DATE: Thursday July 26, 2007
TIME: 11:30 am - 12:30 pm
PLACE: Intel Research Pittsburgh, 4720 Forbes Avenue, CIC Building 4th Floor, Suite 410

Randal Bryant
Carnegie Mellon University

Data-Intensive Super Computing: Taking Google-Style Computing Beyond Web Search

Web search engines have become fixtures in our society, but few people realize that they are actually publicly accessible supercomputing systems, where a single query can unleash the power of several hundred processors operating on a data set of over 200 terabytes. With Internet search, computing has risen to entirely new levels of scale, especially in terms of the sizes of the data sets involved. Google and its competitors have created a new class of large-scale computer systems, which we label "Data-Intensive Super Computer" (DISC) systems. DISC systems differ from conventional supercomputers in their focus is on data: they acquire and maintain continually changing data sets, in addition to performing large-scale computations over the data.

With the massive amounts of data arising from such diverse sources as telescope imagery, medical records, online transaction records, and web pages, DISC systems have the potential to achieve major advances in science, health care, business, and information access. DISC opens up many important research topics in system design, resource management, programming models, parallel algorithms, and applications. By engaging the academic research community in these issues, we can more systematically and in a more open forum explore fundamental aspects of a societally important style of computing. Recent papers on parallel programming by researchers at Google (OSDI '04) and Microsoft (EuroSys '07) present the results of using up to 1800 processors to perform computations accessing up to 10 terabytes of data. Operating at this scale requires fundamentally new approaches to scheduling, load balancing, and fault tolerance. The academic research community must start working at these scales to have impact on the future of computing and to ensure the relevance of their educational programs.

Randal E. Bryant is Dean of the Carnegie Mellon University School of Computer Science.  He has been on the faculty at Carnegie Mellon since 1984, starting as an Assistant Professor and progressing to his current rank of University Professor of Computer Science.  He also holds a courtesy appointment in the Electrical and Computer Engineering Department.

Dr.
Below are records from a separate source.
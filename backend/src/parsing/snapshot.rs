//! Snapshot documents and raw chain object listings.
//!
//! Object listings returned by chain RPCs and indexers disagree on field
//! names and nesting. Each entry is normalised field by field; entries that
//! lack an object id or a type are skipped with a warning so that one bad
//! object never sinks the whole wallet.
//!
//! A snapshot document is either a bare array of objects or a JSON object:
//!
//! ```json
//! {
//!   "assets": [ ... ],
//!   "collections": [ { "id": "foo", "name": "Foo", "package_id": "0xabc" } ],
//!   "events": [ { "id": "E", "name": "Spring Gala", "collection_ref": "0xabc" } ],
//!   "policy": { "enabled_collections": ["foo"] },
//!   "onchain_counts": { "foo": 500 }
//! }
//! ```

use anyhow::Context;
use serde::de::DeserializeOwned;
use serde_json::{Map, Value};
use std::path::Path;

use crate::models::{DisplayMetadata, OwnedAsset, OwnerRef};
use crate::services::EngineSnapshot;

const ID_KEYS: &[&str] = &["objectId", "object_id", "id"];
const TYPE_KEYS: &[&str] = &["type", "typeSignature", "type_signature"];
const IMAGE_KEYS: &[&str] = &["image_url", "imageUrl", "image", "image_ref"];
const DATE_KEYS: &[&str] = &["event_date", "eventDate"];
const KIOSK_KEYS: &[&str] = &["kioskId", "kiosk_id"];

/// Errors raised while reading a snapshot document.
#[derive(Debug, thiserror::Error)]
pub enum ParseError {
    #[error("Invalid JSON: {0}")]
    Json(#[from] serde_json::Error),

    #[error("Unexpected snapshot shape: {0}")]
    Shape(String),

    #[error("Invalid `{section}` section: {source}")]
    Section {
        section: &'static str,
        #[source]
        source: serde_json::Error,
    },
}

/// Parse a snapshot document from JSON text.
pub fn parse_snapshot_str(json: &str) -> Result<EngineSnapshot, ParseError> {
    let value: Value = serde_json::from_str(json)?;
    parse_snapshot_value(&value)
}

/// Parse a snapshot document from an already decoded JSON value.
pub fn parse_snapshot_value(value: &Value) -> Result<EngineSnapshot, ParseError> {
    match value {
        Value::Array(entries) => Ok(EngineSnapshot {
            assets: parse_owned_assets(entries),
            ..Default::default()
        }),
        Value::Object(doc) => {
            let assets = match doc.get("assets").or_else(|| doc.get("objects")) {
                Some(Value::Array(entries)) => parse_owned_assets(entries),
                Some(Value::Null) | None => Vec::new(),
                Some(other) => {
                    return Err(ParseError::Shape(format!(
                        "`assets` must be an array, found {}",
                        kind_of(other)
                    )))
                }
            };

            Ok(EngineSnapshot {
                assets,
                collections: section(doc, "collections")?,
                events: section(doc, "events")?,
                policy: section(doc, "policy")?,
                onchain_counts: section(doc, "onchain_counts")?,
            })
        }
        other => Err(ParseError::Shape(format!(
            "expected an object or array, found {}",
            kind_of(other)
        ))),
    }
}

/// Read and parse a snapshot document from disk.
pub fn load_snapshot_from_path<P: AsRef<Path>>(path: P) -> anyhow::Result<EngineSnapshot> {
    let path = path.as_ref();
    let content = std::fs::read_to_string(path)
        .with_context(|| format!("Failed to read snapshot file {}", path.display()))?;
    let snapshot = parse_snapshot_str(&content)
        .with_context(|| format!("Failed to parse snapshot file {}", path.display()))?;
    log::info!(
        "Loaded snapshot {} ({} assets)",
        path.display(),
        snapshot.assets.len()
    );
    Ok(snapshot)
}

/// Normalise every usable entry of a raw object listing.
pub fn parse_owned_assets(entries: &[Value]) -> Vec<OwnedAsset> {
    entries
        .iter()
        .enumerate()
        .filter_map(|(index, entry)| {
            let asset = parse_owned_asset(entry);
            if asset.is_none() {
                log::warn!("Skipping object #{}: missing object id or type", index);
            }
            asset
        })
        .collect()
}

/// Normalise one raw object; `None` when it has no id or no type.
pub fn parse_owned_asset(entry: &Value) -> Option<OwnedAsset> {
    let object = match entry.get("data") {
        Some(data) if data.is_object() => data,
        _ => entry,
    };

    let object_id = text_field(object, ID_KEYS)?;
    let type_signature = text_field(object, TYPE_KEYS)?;

    let mut asset = OwnedAsset::new(object_id, type_signature).with_owner(parse_owner(object));
    asset.display = parse_display(object);
    Some(asset)
}

fn parse_display(object: &Value) -> Option<DisplayMetadata> {
    let source = match object.get("display") {
        Some(display) => match display.get("data") {
            Some(data) if data.is_object() => data,
            _ => display,
        },
        None => object.get("metadata")?,
    };
    if !source.is_object() {
        return None;
    }

    let display = DisplayMetadata {
        name: text_field(source, &["name"]),
        description: text_field(source, &["description"]),
        image_ref: text_field(source, IMAGE_KEYS),
        event_date: text_field(source, DATE_KEYS),
    };
    (display != DisplayMetadata::default()).then_some(display)
}

fn parse_owner(object: &Value) -> OwnerRef {
    if let Some(kiosk_id) = text_field(object, KIOSK_KEYS) {
        return OwnerRef::kiosk(kiosk_id);
    }

    match object.get("owner") {
        Some(Value::String(kind)) => match kind.as_str() {
            "Shared" => OwnerRef::Shared,
            "Immutable" => OwnerRef::Immutable,
            _ => OwnerRef::Unknown,
        },
        Some(Value::Object(owner)) => tagged_owner(owner).unwrap_or_else(|| {
            serde_json::from_value(Value::Object(owner.clone())).unwrap_or_default()
        }),
        _ => OwnerRef::Unknown,
    }
}

fn tagged_owner(owner: &Map<String, Value>) -> Option<OwnerRef> {
    if let Some(address) = owner.get("AddressOwner").and_then(Value::as_str) {
        return Some(OwnerRef::address(address));
    }
    if let Some(parent) = owner.get("ObjectOwner").and_then(Value::as_str) {
        return Some(OwnerRef::kiosk(parent));
    }
    if owner.contains_key("Shared") {
        return Some(OwnerRef::Shared);
    }
    if owner.contains_key("Immutable") {
        return Some(OwnerRef::Immutable);
    }
    None
}

/// First non-empty value among `keys`; numbers are rendered as text.
fn text_field(object: &Value, keys: &[&str]) -> Option<String> {
    keys.iter().find_map(|key| match object.get(*key)? {
        Value::String(s) if !s.trim().is_empty() => Some(s.clone()),
        Value::Number(n) => Some(n.to_string()),
        _ => None,
    })
}

fn section<T: DeserializeOwned + Default>(
    doc: &Map<String, Value>,
    section: &'static str,
) -> Result<T, ParseError> {
    match doc.get(section) {
        None | Some(Value::Null) => Ok(T::default()),
        Some(value) => serde_json::from_value(value.clone())
            .map_err(|source| ParseError::Section { section, source }),
    }
}

fn kind_of(value: &Value) -> &'static str {
    match value {
        Value::Null => "null",
        Value::Bool(_) => "boolean",
        Value::Number(_) => "number",
        Value::String(_) => "string",
        Value::Array(_) => "array",
        Value::Object(_) => "object",
    }
}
Bryant teaches courses in computer systems.  Along with David R. O'Hallaron, he developed a novel approach to teaching about the hardware, networking, and system software that comprise a system from the perspective of an advanced programmer, rather than from those of the system designers.  Their textbook ``Computer Systems: A Programmer's Perspective'' is now in use at over 110 universities worldwide and has been translated into Chinese and Russian.

Dr. Bryant received his B.S. in Applied Mathematics from the University of Michigan in 1973, and his PhD from MIT in 1981.  He was on the faculty at Caltech from 1981 to 1984.